In 2017, Carlton Haselrig took cognitive impairment tests to see if he qualified for a financial award as part of a settlement by the NFL to compensate former players who suffered brain injuries as a result of their playing time.

The tests — as originally scored — showed that Haselrig had no issues with executive functioning, learning, memory, language or visual perceptual processing. So he was denied money.

And, according to his wife, Haselrig used that supposed clean bill of health as the basis for how he approached his medical care, including when he developed cirrhosis toward the end of his life.

"That day that I recorded (the video of Haselrig in bed), while he was screaming, he had to go to the doctor and didn't want to go, because the NFL told him nothing was wrong with him," Michelle Haselrig said during an interview.

"And I tried to explain to him, 'Look at you. We already made the appointment. You need to go. You know what I mean? You're going.' As a wife, I put my foot down that day. Unfortunately, it was too late. He was, as you see, very angry. I didn't know he was going to yell for his father, his grandfather. I didn't know he was going to do that at all.

"And when I saw it, I was like 'Wow. Oh, my goodness.' I just was scared, and I knew that wasn't him, and it was sad to watch."

Haselrig died in 2020 at age 54.

"Race-norming" played a role in Haselrig being denied a financial settlement.

The process of scoring former NFL players' cognitive impairment tests assumed that Black players had lower cognitive functions than non-Black players to begin with, and thus were expected to score lower on the tests.

"I was so sad because he should have gotten that money in 2017," Michelle Haselrig said. "He didn't get to benefit from the fruits of his labor. He worked hard for that money — very hard."

She said her husband "believed what the NFL told him, and they told him a lie."

"It was untrue," she said. "How can a person be OK when they're washing their clothes and they put the clothes in the freezer? My husband put his clothes in the freezer and thought it was the washer."

Solotaroff said the diagnosis "emboldened his denial" and possibly "exacerbated how fast he went."

In "Bloodsport," Dr. Eric Watson, a neuropsychologist with the Icahn School of Medicine at Mount Sinai in New York City, used the same software as the NFL did to show how Haselrig, if he had been classified as "white," would have been determined to have some degree of "impairment" in multiple categories, including "moderate to severe" and "severe" in two cases.

"It's almost like a completely different person," Watson said.

Michelle Haselrig said her husband had "absolutely not" been told his scores would be adjusted because he was Black.

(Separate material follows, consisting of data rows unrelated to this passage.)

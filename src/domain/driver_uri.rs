//! Sauce OnDemand driver URI construction.

use std::fmt;

use crate::domain::BrowserSpec;

/// Connection string consumed by selenium-client-factory style libraries to
/// select and configure a remote browser session.
///
/// Segment order is fixed: username, access-key, optional browser triple,
/// optional max-duration, optional idle-timeout. Values are embedded
/// verbatim; downstream consumers expect unencoded text such as
/// `Windows 10`.
#[derive(Debug, Clone)]
pub struct DriverUri {
    username: String,
    access_key: String,
    browser: Option<BrowserSpec>,
    max_duration: Option<String>,
    idle_timeout: Option<String>,
}

impl DriverUri {
    pub fn new(username: impl Into<String>, access_key: impl Into<String>) -> Self {
        Self {
            username: username.into(),
            access_key: access_key.into(),
            browser: None,
            max_duration: None,
            idle_timeout: None,
        }
    }

    pub fn with_browser(mut self, browser: Option<BrowserSpec>) -> Self {
        self.browser = browser;
        self
    }

    pub fn with_max_duration(mut self, value: Option<&str>) -> Self {
        self.max_duration = value.map(str::to_string);
        self
    }

    pub fn with_idle_timeout(mut self, value: Option<&str>) -> Self {
        self.idle_timeout = value.map(str::to_string);
        self
    }

    pub fn render(&self) -> String {
        self.to_string()
    }
}

impl fmt::Display for DriverUri {
    fn fmt(&self, f: &mut fmt::Formatter<'_>) -> fmt::Result {
        write!(f, "sauce-ondemand:?username={}&access-key={}", self.username, self.access_key)?;
        if let Some(browser) = &self.browser {
            write!(
                f,
                "&os={}&browser={}&browser-version={}",
                browser.os, browser.browser, browser.version
            )?;
        }
        if let Some(value) = &self.max_duration {
            write!(f, "&max-duration={value}")?;
        }
        if let Some(value) = &self.idle_timeout {
            write!(f, "&idle-timeout={value}")?;
        }
        Ok(())
    }
}
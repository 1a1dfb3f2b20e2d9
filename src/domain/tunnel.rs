/// Inputs for a Sauce Connect open request, handed to the tunnel manager.
///
/// The tunnel manager owns everything past this point: process supervision,
/// readiness handling, and reuse of already-open tunnels.
#[derive(Debug, Clone, PartialEq, Eq)]
pub struct TunnelRequest {
    /// Plan identity; close requests are keyed by this username.
    pub username: String,
    pub access_key: String,
    /// Local port the tunnel listens on.
    pub port: u16,
    /// Extra command-line options passed through verbatim.
    pub options: Option<String>,
    /// Protocol override for the tunnel endpoint.
    pub protocol: Option<String>,
}
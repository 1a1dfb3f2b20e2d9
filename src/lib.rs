//! sauce-agent: build lifecycle hook provisioning Sauce OnDemand session
//! environment variables and Sauce Connect tunnel requests for CI builds.
//!
//! The CI host, the tunnel manager, and the browser catalog sit behind the
//! traits in [`ports`]; [`adapters::SauceLifecycle`] carries the build-start
//! and build-finish behavior and is the piece a host integration wires up.

pub mod adapters;
pub mod app;
pub mod domain;
pub mod ports;

#[cfg(test)]
pub(crate) mod testing;

pub use adapters::{EmbeddedBrowserCatalog, HttpBrowserCatalog, MemoryBuild, SauceLifecycle};
pub use domain::{AppError, BrowserSpec, DriverUri, FeatureConfig, TunnelRequest};
pub use ports::{BrowserCatalog, BuildStatus, NoopTunnelManager, RunningBuild, TunnelManager};
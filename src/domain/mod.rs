mod browser;
mod driver_uri;
pub mod environment;
mod error;
mod feature;
mod tunnel;

pub use browser::BrowserSpec;
pub use driver_uri::DriverUri;
pub use error::AppError;
pub use feature::{DEFAULT_SAUCE_CONNECT_PORT, FEATURE_TYPE, FeatureConfig, param};
pub use tunnel::TunnelRequest;
//! Browsers command: list the browser catalog.

use crate::adapters::{EmbeddedBrowserCatalog, HttpBrowserCatalog};
use crate::domain::{AppError, BrowserSpec};

/// One displayable catalog row.
#[derive(Debug)]
pub struct BrowserRow {
    pub key: String,
    pub spec: BrowserSpec,
}

/// Source of the listing to print.
#[derive(Debug)]
pub enum CatalogSource<'a> {
    Embedded,
    Remote { endpoint: Option<&'a str> },
}

pub fn execute(source: CatalogSource<'_>) -> Result<Vec<BrowserRow>, AppError> {
    let rows = match source {
        CatalogSource::Embedded => collect(EmbeddedBrowserCatalog::load()?.entries()),
        CatalogSource::Remote { endpoint: Some(endpoint) } => {
            collect(HttpBrowserCatalog::fetch_from(endpoint)?.entries())
        }
        CatalogSource::Remote { endpoint: None } => collect(HttpBrowserCatalog::fetch()?.entries()),
    };
    Ok(rows)
}

fn collect<'a>(entries: impl Iterator<Item = (&'a str, &'a BrowserSpec)>) -> Vec<BrowserRow> {
    entries
        .map(|(key, spec)| BrowserRow { key: key.to_string(), spec: spec.clone() })
        .collect()
}
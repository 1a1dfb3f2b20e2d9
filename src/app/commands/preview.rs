//! Preview command: derive the session environment a feature file would
//! produce on a real build agent.

use std::collections::BTreeMap;
use std::fs;
use std::path::Path;

use serde::Deserialize;

use crate::adapters::{EmbeddedBrowserCatalog, MemoryBuild, SauceLifecycle};
use crate::domain::{AppError, FEATURE_TYPE, FeatureConfig};
use crate::ports::{BuildStatus, NoopTunnelManager};

/// Parsed preview file: one `[[feature]]` table per sauce feature, holding
/// the parameters exactly as the build server would supply them.
#[derive(Debug, Deserialize)]
struct PreviewFile {
    #[serde(default)]
    feature: Vec<BTreeMap<String, String>>,
}

/// What a feature would do about Sauce Connect.
#[derive(Debug)]
pub enum TunnelDecision {
    Disabled,
    Start { username: String, port: u16 },
    Blocked { details: String },
}

/// Outcome of a preview run, ready for display.
#[derive(Debug)]
pub struct PreviewReport {
    /// Environment assignments in emission order.
    pub environment: Vec<(String, String)>,
    /// Warnings the features would put into the build log.
    pub warnings: Vec<String>,
    /// One tunnel decision per feature, in file order.
    pub tunnels: Vec<TunnelDecision>,
}

/// Run the real lifecycle against an in-memory build and report what it did.
pub fn execute(path: &Path) -> Result<PreviewReport, AppError> {
    let raw = fs::read_to_string(path)?;
    let file: PreviewFile = toml::from_str(&raw)?;
    if file.feature.is_empty() {
        return Err(AppError::PreviewConfig("no [[feature]] tables found".to_string()));
    }

    let features: Vec<FeatureConfig> = file.feature.into_iter().map(FeatureConfig::new).collect();
    let tunnels = features.iter().map(tunnel_decision).collect();

    let mut build = MemoryBuild::new("preview");
    for feature in &features {
        build = build.with_feature(FEATURE_TYPE, feature.clone());
    }

    let lifecycle = SauceLifecycle::new(NoopTunnelManager, EmbeddedBrowserCatalog::load()?);
    lifecycle.build_started(&build);
    // Mirrors the real agent's full lifecycle; the no-op manager makes the
    // finish-time close requests inert.
    lifecycle.before_build_finish(&build, BuildStatus::Success);

    Ok(PreviewReport {
        environment: build.environment(),
        warnings: build.warnings(),
        tunnels,
    })
}

fn tunnel_decision(feature: &FeatureConfig) -> TunnelDecision {
    if !feature.sauce_connect_enabled() {
        return TunnelDecision::Disabled;
    }
    let outcome = feature
        .credentials()
        .and_then(|(username, _)| Ok((username.to_string(), feature.sauce_connect_port()?)));
    match outcome {
        Ok((username, port)) => TunnelDecision::Start { username, port },
        Err(e) => TunnelDecision::Blocked { details: e.to_string() },
    }
}

#[cfg(test)]
mod tests {
    use super::*;
    use std::io::Write;

    use crate::domain::environment as env;

    fn write_preview(contents: &str) -> tempfile::NamedTempFile {
        let mut file = tempfile::NamedTempFile::new().expect("temp file");
        file.write_all(contents.as_bytes()).expect("write preview file");
        file
    }

    #[test]
    fn reports_environment_and_tunnel_decision() {
        let file = write_preview(
            r#"
            [[feature]]
            username = "u1"
            accessKey = "k1"
            sauceConnect = "true"
            seleniumPort = "4446"
            "#,
        );

        let report = execute(file.path()).expect("preview should succeed");

        assert!(report.warnings.is_empty());
        assert!(
            report
                .environment
                .iter()
                .any(|(k, v)| k == env::SAUCE_USER_NAME && v == "u1")
        );
        assert!(matches!(
            report.tunnels[0],
            TunnelDecision::Start { ref username, port: 4446 } if username == "u1"
        ));
    }

    #[test]
    fn rejects_files_without_feature_tables() {
        let file = write_preview("");
        assert!(matches!(execute(file.path()), Err(AppError::PreviewConfig(_))));
    }

    #[test]
    fn surfaces_toml_errors() {
        let file = write_preview("[[feature]\nusername = ");
        assert!(matches!(execute(file.path()), Err(AppError::TomlParse(_))));
    }

    #[test]
    fn blocked_tunnel_reports_details() {
        let file = write_preview(
            r#"
            [[feature]]
            username = "u1"
            accessKey = "k1"
            sauceConnect = "true"
            seleniumPort = "nope"
            "#,
        );

        let report = execute(file.path()).expect("preview should succeed");
        assert!(matches!(
            report.tunnels[0],
            TunnelDecision::Blocked { ref details } if details.contains("Invalid Sauce Connect port")
        ));
    }
}
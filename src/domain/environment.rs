//! Environment variable names injected into the build's shared environment.
//!
//! Downstream build steps read these names verbatim; they must not change.

pub const SAUCE_USER_NAME: &str = "SAUCE_USER_NAME";
pub const SAUCE_API_KEY: &str = "SAUCE_API_KEY";
pub const SELENIUM_DRIVER: &str = "SELENIUM_DRIVER";
pub const SELENIUM_HOST: &str = "SELENIUM_HOST";
pub const SELENIUM_PORT: &str = "SELENIUM_PORT";
pub const SELENIUM_STARTING_URL: &str = "SELENIUM_STARTING_URL";
pub const SELENIUM_MAX_DURATION: &str = "SELENIUM_MAX_DURATION";
pub const SELENIUM_IDLE_TIMEOUT: &str = "SELENIUM_IDLE_TIMEOUT";
pub const SELENIUM_BROWSER: &str = "SELENIUM_BROWSER";
pub const SELENIUM_VERSION: &str = "SELENIUM_VERSION";
pub const SELENIUM_PLATFORM: &str = "SELENIUM_PLATFORM";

She has refiled a claim, believing "the score was tainted," and is now playing the "waiting game" to see what the league will determine.

Beyond just attempting to get settlement money, Michelle Haselrig fondly recalls her husband, the father of her children and one of the most accomplished athletes ever to come from Johnstown.

"I love my husband very much," she said, "and I'm very proud of him. But I'm also sad what happened to him, and I will fight for him to the day I die."